You are viewing a plain text version of this content. The canonical link for it is here.

Posted to yarn-dev@hadoop.apache.org by marc nicole <mk...@gmail.com> on 2021/11/12 13:55:54 UTC

Yarn cluster mode stalling when applicationMaster is elected on a worker node (can't find the driver)

Hi Guys !

if i specify bindAddress in the spark-defaults.conf then for YARN (client
mode) everything works fine and the applicationMaster finds the driver.

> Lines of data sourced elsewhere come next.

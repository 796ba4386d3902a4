//! Serves the relay and the poller under the AWS Lambda runtime.

use crate::app::App;
use crate::config::Mode;
use crate::internal_metrics::SnapshotLogger;
use crate::relay::RelayOutcome;
use lambda_runtime::{service_fn, Error, LambdaEvent};
use serde_json::{json, Value};
use std::sync::Arc;
use tracing::{error, info};

/// Handles one invocation in `mode`.
///
/// Push invocations fail when the alert could not be published, so the
/// delivery layer can retry. Poll invocations always succeed and return the
/// tick's report.
pub async fn handle(app: &App, mode: Mode, event: Value) -> Result<Value, Error> {
    match mode {
        Mode::Push => match app.relay_event(event).await {
            Ok(RelayOutcome::Published { message_id }) => {
                info!(%message_id, "Relay invocation succeeded.");
                Ok(json!({ "statusCode": 200, "body": "Success" }))
            }
            Ok(RelayOutcome::Skipped) => Ok(json!({ "statusCode": 200, "body": "Skipped" })),
            Err(e) => {
                error!("Relay invocation failed: {:#}", e);
                Err(e.into())
            }
        },
        Mode::Poll => match app.poll_once().await? {
            Some(report) => Ok(report.summary()),
            None => Ok(json!({ "status": "timed_out" })),
        },
    }
}

/// Runs the Lambda event loop until the runtime shuts the process down.
pub async fn serve(app: Arc<App>, mode: Mode, snapshot: Option<SnapshotLogger>) -> Result<(), Error> {
    info!(?mode, "Starting Lambda runtime.");
    let func = service_fn(move |event: LambdaEvent<Value>| {
        let app = app.clone();
        let snapshot = snapshot.clone();
        async move {
            let (payload, _context) = event.into_parts();
            let result = handle(&app, mode, payload).await;
            if let Some(snapshot) = &snapshot {
                snapshot.log_snapshot();
            }
            result
        }
    });
    lambda_runtime::run(func).await
}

But
if i submit cluster mode then the applicationMaster, if hosted on worker
nodes, won't find the driver and results in bind error.



Any idea what's the missing config ?


To note that i create the driver through a SparkSession object (not a
SparkContext).

Hint i was thinking a propagation of the driver config to the worker would
solve this e.g. through spark.yarn.dist.files

Any suggestions here ?

Re: Yarn cluster mode stalling when applicationMaster is elected on a worker node (can't find the driver)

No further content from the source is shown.